How to use cURL to extract certain data from a website and then save it in my database using php

can someone tell me how to use curl or file_get_contents to download certain data from a website and then save that specific data in my mysql database. I want to get the latest movie uploads from this site http://www.traileraddict.com/ , and I want to save it in my database (daily, this text and html link will be shown on my site). I just need the text and the html link. (Highlighted in Fig.)

enter image description here

I searched everywhere, but I did not find a useful tutorial. I have two main questions:

1) How to get specific data using cURL or file_get_contents.

2) How to save specific content in my mysql database table (text in one column and link in another column)

+7
source share
2 answers

Using cURL:

$ch = curl_init(); curl_setopt( $ch, CURLOPT_URL, 'http://www.something.com'); curl_setopt( $ch, CURLOPT_RETURNTRANSFER, true); $content = curl_exec($ch); 

Then you can load the element into the DOM object and parse the dom for specific data.
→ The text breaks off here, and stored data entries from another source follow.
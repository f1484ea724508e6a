//! Guild context attached to every pipeline request.

use serde::{Deserialize, Serialize};

/// Where a triggering message or interaction came from.
///
/// Most permission checks are skipped in DMs, and the dl-server short-circuit
/// keys off the guild id.
#[derive(Debug, Clone, PartialEq, Eq, Serialize, Deserialize)]
pub struct GuildContext {
    /// Guild id; 0 in DMs.
    pub id: u64,
    /// Guild name as reported by the gateway.
    pub name: String,
    /// True for private conversations.
    pub is_dm: bool,
}

impl GuildContext {
    pub fn guild(id: u64, name: impl Into<String>) -> Self {
        Self {
            id,
            name: name.into(),
            is_dm: false,
        }
    }

    pub fn dm() -> Self {
        Self {
            id: 0,
            name: "DM".to_string(),
            is_dm: true,
        }
    }

    /// Guild id for API payloads; DMs publish no guild.
    pub fn api_id(&self) -> Option<u64> {
        if self.is_dm {
            None
        } else {
            Some(self.id)
        }
    }
}

#[cfg(test)]
mod tests {
    use super::*;

    #[test]
    fn test_dm_context() {
        let dm = GuildContext::dm();
        assert!(dm.is_dm);
        assert_eq!(dm.api_id(), None);
    }

    #[test]
    fn test_guild_context() {
        let g = GuildContext::guild(123456789, "Clip Lounge");
        assert!(!g.is_dm);
        assert_eq!(g.api_id(), Some(123456789));
    }
}
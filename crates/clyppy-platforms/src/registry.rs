//! Ordered first-match-wins platform registry.

use std::sync::Arc;
use tracing::debug;

use clyppy_models::{Clip, Service};

use crate::base::BasePlatform;
use crate::discord::DiscordCdnPlatform;
use crate::error::PlatformResult;
use crate::instagram::InstagramPlatform;
use crate::kick::KickPlatform;
use crate::platform::{Platform, ResolveContext};
use crate::reddit::RedditPlatform;
use crate::sites::SitePlatform;
use crate::tiktok::TikTokPlatform;
use crate::twitch::TwitchPlatform;
use crate::twitter::TwitterPlatform;
use crate::youtube::YouTubePlatform;

/// Ordered platform list: most specific first, the base fallback last.
///
/// `matches` is a prefilter; a platform only claims a URL when `parse` also
/// yields an id, otherwise the scan continues down the list.
pub struct PlatformRegistry {
    platforms: Vec<Arc<dyn Platform>>,
    ctx: ResolveContext,
}

impl PlatformRegistry {
    /// Registry with the full production roster.
    pub fn standard() -> PlatformResult<Self> {
        Ok(Self::with_context(ResolveContext::new()?))
    }

    pub fn with_context(ctx: ResolveContext) -> Self {
        let platforms: Vec<Arc<dyn Platform>> = vec![
            Arc::new(TwitchPlatform::new()),
            Arc::new(KickPlatform::new()),
            Arc::new(YouTubePlatform::new()),
            Arc::new(RedditPlatform::new()),
            Arc::new(TikTokPlatform::new()),
            Arc::new(InstagramPlatform::new()),
            Arc::new(TwitterPlatform::new()),
            Arc::new(DiscordCdnPlatform::new()),
            Arc::new(SitePlatform::medal()),
            Arc::new(SitePlatform::vimeo()),
            Arc::new(SitePlatform::dailymotion()),
            Arc::new(SitePlatform::gdrive()),
            Arc::new(SitePlatform::facebook()),
            Arc::new(SitePlatform::bilibili()),
            Arc::new(SitePlatform::canva()),
            Arc::new(SitePlatform::pornhub()),
            Arc::new(SitePlatform::xvideos()),
            Arc::new(SitePlatform::rule34()),
            Arc::new(SitePlatform::youporn()),
            Arc::new(BasePlatform::new()),
        ];
        Self { platforms, ctx }
    }

    pub fn platforms(&self) -> &[Arc<dyn Platform>] {
        &self.platforms
    }

    /// Platform registered for a service, if any.
    pub fn by_service(&self, service: Service) -> Option<Arc<dyn Platform>> {
        self.platforms
            .iter()
            .find(|p| p.service() == service)
            .cloned()
    }

    /// First platform whose `parse` claims this URL, with the provisional id.
    pub fn match_url(&self, url: &str) -> Option<(Arc<dyn Platform>, String)> {
        let url = url.trim();
        for platform in &self.platforms {
            if !platform.matches(url) {
                continue;
            }
            if let Some(id) = platform.parse(url) {
                return Some((platform.clone(), id));
            }
        }
        None
    }

    /// Resolve one whitespace-token into a clip handle.
    ///
    /// Canonicalization may fetch (share links); the canonical URL is then
    /// re-parsed so the id always reflects the resolved target.
    pub async fn resolve(&self, url: &str) -> PlatformResult<Option<Clip>> {
        let Some((platform, provisional_id)) = self.match_url(url) else {
            return Ok(None);
        };

        let canonical = platform.canonicalize(&self.ctx, url.trim(), &provisional_id).await?;
        let source_id = platform.parse(&canonical).unwrap_or(provisional_id);

        debug!(
            service = %platform.service(),
            source_id = %source_id,
            url = %canonical,
            "resolved clip"
        );

        let mut clip = Clip::new(platform.service(), source_id, canonical);
        clip.is_nsfw = platform.is_nsfw(&clip.source_url);
        if let Some(share) = platform.share_url(url, &clip.source_id) {
            clip.share_url = Some(share);
        }
        Ok(Some(clip))
    }
}
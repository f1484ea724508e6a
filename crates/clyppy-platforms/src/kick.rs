//! Kick clip recognition.

use async_trait::async_trait;
use regex::Regex;

use clyppy_models::{DeliveryStrategy, Service};

use crate::error::{PlatformError, PlatformResult};
use crate::platform::{Platform, ResolveContext};

pub struct KickPlatform {
    path_form: Regex,
    query_form: Regex,
}

impl KickPlatform {
    pub fn new() -> Self {
        Self {
            path_form: Regex::new(
                r"^https?://(?:www\.)?kick\.com/(?P<user>[\w.-]+)/clips/(?P<id>clip_[\w]+)",
            )
            .unwrap(),
            query_form: Regex::new(
                r"^https?://(?:www\.)?kick\.com/(?P<user>[\w.-]+)\?(?:[^#\s]*&)?clip=(?P<id>clip_[\w]+)",
            )
            .unwrap(),
        }
    }

    fn capture(&self, url: &str) -> Option<(String, String)> {
        for re in [&self.path_form, &self.query_form] {
            if let Some(caps) = re.captures(url) {
                return Some((caps["user"].to_string(), caps["id"].to_string()));
            }
        }
        None
    }
}

impl Default for KickPlatform {
    fn default() -> Self {
        Self::new()
    }
}

#[async_trait]
impl Platform for KickPlatform {
    fn service(&self) -> Service {
        Service::Kick
    }

    fn matches(&self, url: &str) -> bool {
        self.capture(url).is_some()
    }

    fn parse(&self, url: &str) -> Option<String> {
        self.capture(url).map(|(_, id)| id)
    }

    async fn canonicalize(
        &self,
        _ctx: &ResolveContext,
        url: &str,
        source_id: &str,
    ) -> PlatformResult<String> {
        // The canonical path form needs the channel name, recovered from
        // whichever form matched.
        let (user, _) = self
            .capture(url)
            .ok_or_else(|| PlatformError::invalid_url(url))?;
        Ok(format!("https://kick.com/{user}/clips/{source_id}"))
    }

    // Kick probes resolve to HLS playlists; the direct URLs are unusable in
    // chat embeds, so clips are always rehosted.
    fn strategy(&self) -> DeliveryStrategy {
        DeliveryStrategy::AlwaysReupload
    }

    fn needs_cookies(&self) -> bool {
        true
    }
}
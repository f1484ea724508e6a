//! Embed pipeline orchestration.
//!
//! This crate wires the shared pieces (platform registry, media tools, CDN,
//! backing API, pending-task store) into the request pipeline:
//!
//! 1. Recognize URLs in messages / accept `/embed` interactions
//! 2. Probe metadata and run the token gate
//! 3. Pick the cheapest viable delivery path (redirect, attach, reupload)
//! 4. Publish the interaction row and reply in channel
//!
//! The chat gateway itself stays behind the [`Gateway`] trait; the hosting
//! binary adapts its client library to it and feeds [`MessageEvent`]s and
//! [`EmbedCommand`]s into an [`Embedder`].

pub mod config;
pub mod downloads;
pub mod error;
pub mod extension;
pub mod gate;
pub mod gateway;
pub mod orchestrator;
pub mod replay;
pub mod selector;
pub mod settings;
pub mod shutdown;
pub mod state;
pub mod webhook;

pub use config::EmbedderConfig;
pub use downloads::DownloadManager;
pub use error::{EmbedError, EmbedResult};
pub use gateway::{ButtonLink, ChannelPermissions, Gateway, Reply};
pub use orchestrator::{EmbedCommand, EmbedContext, Embedder, MessageEvent, ReplyTarget};
pub use replay::replay_pending;
pub use settings::{AllEnabled, GuildSettings};
pub use shutdown::{shutdown_channel, ShutdownController, ShutdownFlag};
pub use state::InflightSets;
pub use webhook::WebhookEditor;
impl TextRender for ProbeReport {
    fn text(&self) -> String {
        let mut lines = Vec::new();
        if let Some(title) = &self.title {
            lines.push(format!("title:     {title}"));
        }
        if let Some(uploader) = &self.uploader {
            lines.push(format!("uploader:  {uploader}"));
        }
        lines.push(format!(
            "duration:  {}",
            self.duration_secs
                .map(|d| format!("{d}s"))
                .unwrap_or_else(|| "unknown".to_string())
        ));
        if let (Some(w), Some(h)) = (self.width, self.height) {
            lines.push(format!("size:      {w}x{h}"));
        }
        if let Some(bytes) = self.filesize {
            lines.push(format!("filesize:  {bytes} bytes"));
        }
        if self.is_hls {
            lines.push("format:    HLS playlist".to_string());
        } else if self.has_direct_url {
            lines.push("format:    direct URL".to_string());
        }
        if let Some(extractor) = &self.extractor {
            lines.push(format!("extractor: {extractor}"));
        }
        lines.push(format!("admission: {}", self.admission));
        lines.join("\n")
    }
}

#[derive(Debug, Serialize)]
pub struct QueueReport {
    pub path: String,
    pub quickembeds: Vec<QueueRow>,
    pub slash_commands: Vec<QueueRow>,
}

#[derive(Debug, Serialize)]
pub struct QueueRow {
    pub url: String,
    pub channel_id: u64,
    pub user_id: u64,
    pub user_name: String,
    pub created_at: String,
}

impl TextRender for QueueReport {
    fn text(&self) -> String {
        if self.quickembeds.is_empty() && self.slash_commands.is_empty() {
            return format!("{}: empty", self.path);
        }
        let mut lines = Vec::new();
        for row in &self.quickembeds {
            lines.push(format!(
                "quickembed | {} | channel={} user={} ({}) | {}",
                row.url, row.channel_id, row.user_id, row.user_name, row.created_at
            ));
        }
        for row in &self.slash_commands {
            lines.push(format!(
                "slash      | {} | channel={} user={} ({}) | {}",
                row.url, row.channel_id, row.user_id, row.user_name, row.created_at
            ));
        }
        lines.join("\n")
    }
}

#[derive(Debug, Serialize)]
pub struct QueueClearReport {
    pub path: String,
    pub removed: usize,
}

impl TextRender for QueueClearReport {
    fn text(&self) -> String {
        format!("removed {} pending task(s) from {}", self.removed, self.path)
    }
}

#[derive(Debug, Serialize)]
pub struct ClipStatusReport {
    pub clyppy_id: String,
    pub exists: bool,
    #[serde(skip_serializing_if = "Option::is_none")]
    pub title: Option<String>,
    pub duration_secs: Option<u32>,
    pub filesize: Option<u64>,
    pub is_redirect: bool,
    pub expired: bool,
    #[serde(skip_serializing_if = "Option::is_none")]
    pub remote_url: Option<String>,
    #[serde(skip_serializing_if = "Option::is_none")]
    pub expires_at: Option<String>,
}

impl TextRender for ClipStatusReport {
    fn text(&self) -> String {
        if !self.exists {
            return format!("{}: not published", self.clyppy_id);
        }
        let mut lines = vec![format!("{}: published", self.clyppy_id)];
        if let Some(title) = &self.title {
            lines.push(format!("title:    {title}"));
        }
        if let Some(duration) = self.duration_secs {
            lines.push(format!("duration: {duration}s"));
        }
        if let Some(bytes) = self.filesize {
            lines.push(format!("filesize: {bytes} bytes"));
        }
        if self.is_redirect {
            lines.push("delivery: redirect".to_string());
        }
        if let Some(expires) = &self.expires_at {
            let state = if self.expired { "expired" } else { "expires" };
            lines.push(format!("{state}:  {expires}"));
        }
        lines.join("\n")
    }
}

#[cfg(test)]
mod tests {
    use super::*;
    use clyppy_models::{GuildContext, QuickembedTask, SlashCommandTask};
    use clyppy_queue::PendingTasks;
    use tempfile::TempDir;

    #[test]
    fn test_recognize_twitch_clip() {
        let report = recognize("https://clips.twitch.tv/FunnySlug-abc123").unwrap();
        assert_eq!(report.platform, "twitch");
        assert_eq!(report.source_id, "FunnySlug-abc123");
        assert_eq!(report.clyppy_id.len(), 8);
        assert_eq!(report.strategy, DeliveryStrategy::Redirect);
        assert!(!report.is_nsfw);
    }

    #[test]
    fn test_recognize_rejects_plain_text() {
        assert!(recognize("not a url").is_err());
    }

    #[test]
    fn test_id_matches_the_pipeline_derivation() {
        let report = derive_id(&IdArgs {
            service: "youtube".to_string(),
            source_id: "dQw4w9WgXcQ".to_string(),
            extended: false,
        })
        .unwrap();
        let clip = Clip::new(Service::YouTube, "dQw4w9WgXcQ", "");
        assert_eq!(report.clyppy_id, clip.clyppy_id);

        let extended = derive_id(&IdArgs {
            service: "youtube".to_string(),
            source_id: "dQw4w9WgXcQ".to_string(),
            extended: true,
        })
        .unwrap();
        assert_eq!(extended.clyppy_id.len(), 12);
        assert_ne!(extended.clyppy_id, report.clyppy_id);
    }

    #[test]
    fn test_unknown_service_name_rejected() {
        let result = derive_id(&IdArgs {
            service: "myspace".to_string(),
            source_id: "x".to_string(),
            extended: false,
        });
        assert!(result.is_err());
    }

    #[tokio::test]
    async fn test_queue_show_is_non_destructive() {
        let dir = TempDir::new().unwrap();
        let path = dir.path().join("pending.clyq");
        let store = TaskStore::new(&path);

        let mut tasks = PendingTasks::new();
        tasks.push_quickembed(QuickembedTask::new(
            "https://clips.twitch.tv/One",
            1,
            2,
            3,
            "poster",
            GuildContext::guild(4, "G"),
        ));
        tasks.push_slash(SlashCommandTask::new(
            "https://youtu.be/abc",
            5,
            "tok",
            6,
            7,
            "caller",
            GuildContext::dm(),
        ));
        store.save(&tasks).await.unwrap();

        let report = queue_show(path.clone()).await.unwrap();
        assert_eq!(report.quickembeds.len(), 1);
        assert_eq!(report.slash_commands.len(), 1);
        assert_eq!(report.quickembeds[0].url, "https://clips.twitch.tv/One");
        assert!(path.exists());
    }

    #[tokio::test]
    async fn test_queue_clear_removes_the_file() {
        let dir = TempDir::new().unwrap();
        let path = dir.path().join("pending.clyq");
        let store = TaskStore::new(&path);

        let mut tasks = PendingTasks::new();
        tasks.push_quickembed(QuickembedTask::new(
            "https://clips.twitch.tv/One",
            1,
            2,
            3,
            "poster",
            GuildContext::guild(4, "G"),
        ));
        store.save(&tasks).await.unwrap();

        let report = queue_clear(path.clone()).await.unwrap();
        assert_eq!(report.removed, 1);
        assert!(!path.exists());

        let again = queue_clear(path).await.unwrap();
        assert_eq!(again.removed, 0);
    }

    #[test]
    fn test_admission_labels() {
        assert_eq!(admission_label(Admission::Free, false), "free");
        assert_eq!(admission_label(Admission::Charge(2), false), "2 token(s)");
        assert!(admission_label(Admission::TooLong, false).starts_with("rejected"));
        assert!(admission_label(Admission::Free, true).contains("unknown duration"));
    }

    #[test]
    fn test_json_rendering_shape() {
        let report = recognize("https://youtu.be/dQw4w9WgXcQ").unwrap();
        let json = serde_json::to_value(&report).unwrap();
        assert_eq!(json["platform"], "youtube");
        assert_eq!(json["strategy"], "attach_or_reupload");
    }
}
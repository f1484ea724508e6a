//! Pipeline limits and fixed service constants.
//!
//! These are the compiled-in defaults; the embedder config can override the
//! tunable ones from the environment.

use std::time::Duration;

/// Public site base for clip pages and redirect embeds.
pub const PUBLIC_URL_BASE: &str = "https://clyppy.io";

/// Public CDN base for reuploaded artifacts.
pub const CDN_URL_BASE: &str = "https://cdn.clyppy.io";

/// Videos at or under this duration embed for free.
pub const FREE_MAX_SECS: u32 = 300;

/// Each token buys one additional window of this length past the free tier.
pub const PER_TOKEN_WINDOW_SECS: u32 = 1800;

/// Videos at or over this duration are rejected outright.
pub const HARD_MAX_SECS: u32 = 1800;

/// Tokens charged per overage window.
pub const TOKEN_COST: u32 = 1;

/// Fixed refund when the AI extension fails after charging.
pub const EXTEND_REFUND_TOKENS: u32 = 10;

/// Chat attachment ceiling.
pub const ATTACH_MAX_BYTES: u64 = 8 * 1024 * 1024;

/// Global ceiling on concurrent downloads.
pub const MAX_RUNNING_AUTOEMBED_DOWNLOADS: usize = 5;

/// Per-user cap on concurrent slash-command embeds.
pub const MAX_EMBEDS_PER_USER: usize = 2;

/// Cap applied when a full download is forced (duration fallback, dl-server).
pub const DOWNLOAD_MAX_FILESIZE_BYTES: u64 = 1_610_612_736; // 1.5 GiB

/// Chunk size for the backing API's chunked upload endpoint.
pub const UPLOAD_CHUNK_BYTES: usize = 70_000_000;

/// Working filename stem is clamped to this many chars before the extension.
pub const MAX_FILENAME_STEM_LEN: usize = 200;

/// Slash-command tasks older than this are dropped on queue load; the chat
/// platform's interaction token has expired by then.
pub const PENDING_TASK_TTL: Duration = Duration::from_secs(15 * 60);

/// Default per-platform download timeout.
pub const DEFAULT_DOWNLOAD_TIMEOUT: Duration = Duration::from_secs(120);

/// Extended timeout for slow hosts (Vimeo, Dailymotion, Rule34).
pub const SLOW_HOST_DOWNLOAD_TIMEOUT: Duration = Duration::from_secs(300);

/// Upper bound on a probe or download subprocess.
pub const MEDIA_TOOL_TIMEOUT: Duration = Duration::from_secs(300);

/// Backing API client timeout.
pub const API_TIMEOUT: Duration = Duration::from_secs(30);

/// How long a second arrival waits for an in-flight duplicate to finish.
pub const INFLIGHT_WAIT_TIMEOUT: Duration = Duration::from_secs(180);

/// Poll interval while waiting on the in-flight set.
pub const INFLIGHT_POLL_INTERVAL: Duration = Duration::from_millis(500);

/// Ceiling on the shutdown drain loop.
pub const SHUTDOWN_DRAIN_TIMEOUT: Duration = Duration::from_secs(180);

/// Progress-log cadence during the shutdown drain.
pub const SHUTDOWN_LOG_INTERVAL: Duration = Duration::from_secs(10);

/// Ephemeral Twitch CDN URLs expire roughly this long after probing.
pub const TWITCH_EPHEMERAL_URL_TTL: Duration = Duration::from_secs(10 * 3600);

/// Seconds the AI extension adds to a clip.
pub const EXTEND_DURATION_SECS: u32 = 8;

/// AI extension refuses inputs shorter than this.
pub const EXTEND_MIN_INPUT_SECS: u32 = 1;

/// AI extension refuses inputs longer than this.
pub const EXTEND_MAX_INPUT_SECS: u32 = 60;
//! Queue error types.

use thiserror::Error;

pub type QueueResult<T> = Result<T, QueueError>;

#[derive(Debug, Error)]
pub enum QueueError {
    #[error("Not a pending-task file (bad magic)")]
    BadMagic,

    #[error("Unsupported pending-task format version {0}")]
    UnsupportedVersion(u8),

    #[error("Corrupt pending-task file: {0}")]
    Corrupt(String),

    #[error("IO error: {0}")]
    Io(#[from] std::io::Error),

    #[error("JSON error: {0}")]
    Json(#[from] serde_json::Error),
}

impl QueueError {
    pub fn corrupt(msg: impl Into<String>) -> Self {
        Self::Corrupt(msg.into())
    }
}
You can also try and parse the data using search strings, but using regular expressions in HTML is greatly underestimated.

 $dom = new DOMDocument(); $dom->loadHTML( $content ); // Parse the dom for your desired content 
+13
source

This should work, but it is messy and it is possible that it will break if the site you are cleaning changes its layout, which will affect curettage:

 $sites[0] = 'http://www.traileraddict.com/'; // use this if you want to retrieve more than one page: // $sites[1] = 'http://www.traileraddict.com/trailers/2'; foreach ($sites as $site) { $ch = curl_init($site); curl_setopt($ch, CURLOPT_RETURNTRANSFER, 1); $html = curl_exec($ch); // ok, you have the whole page in the $html variable // now you need to find the common div that contains all the review info // and that appears to be <div class="info"> (I think you could use abstract aswell) $title_start = '<div class="info">'; $parts = explode($title_start,$html); // now you have an array of the info divs on the page foreach($parts as $part){ // so now you just need to get your title and link from each part $link = explode('<a href="/trailer/', $part); // this means you now have part of the trailer url, you just need to cut off the end which you don't need: $link = explode('">', $link[1]); // this should give something of the form: // overnight-2012/trailer // so just make an absolute url out of it: $url = 'http://www.traileraddict.com/trailer/'.$link[0]; // now for the title we need to follow a similar process: $title = explode('<h2>', $part); $title = explode('</h2>', $title[1]); $title = strip_tags($title[0]); // INSERT DB CODE HERE eg $db_conn = mysql_connect('$host', '$user', '$password') or die('error'); mysql_select_db('$database', $db_conn) or die(mysql_error()); $sql = "INSERT INTO trailers(url, title) VALUES ('".$url."', '".$title."')" mysql_query($sql) or die(mysql_error()); } 

That should be so, now you have a variable for the link and a title that you can insert into your database.

RENOUNCEMENT

I wrote it upside down, so I apologize if it does not work right off the bat, but let me know if it is not, and I will try to help further.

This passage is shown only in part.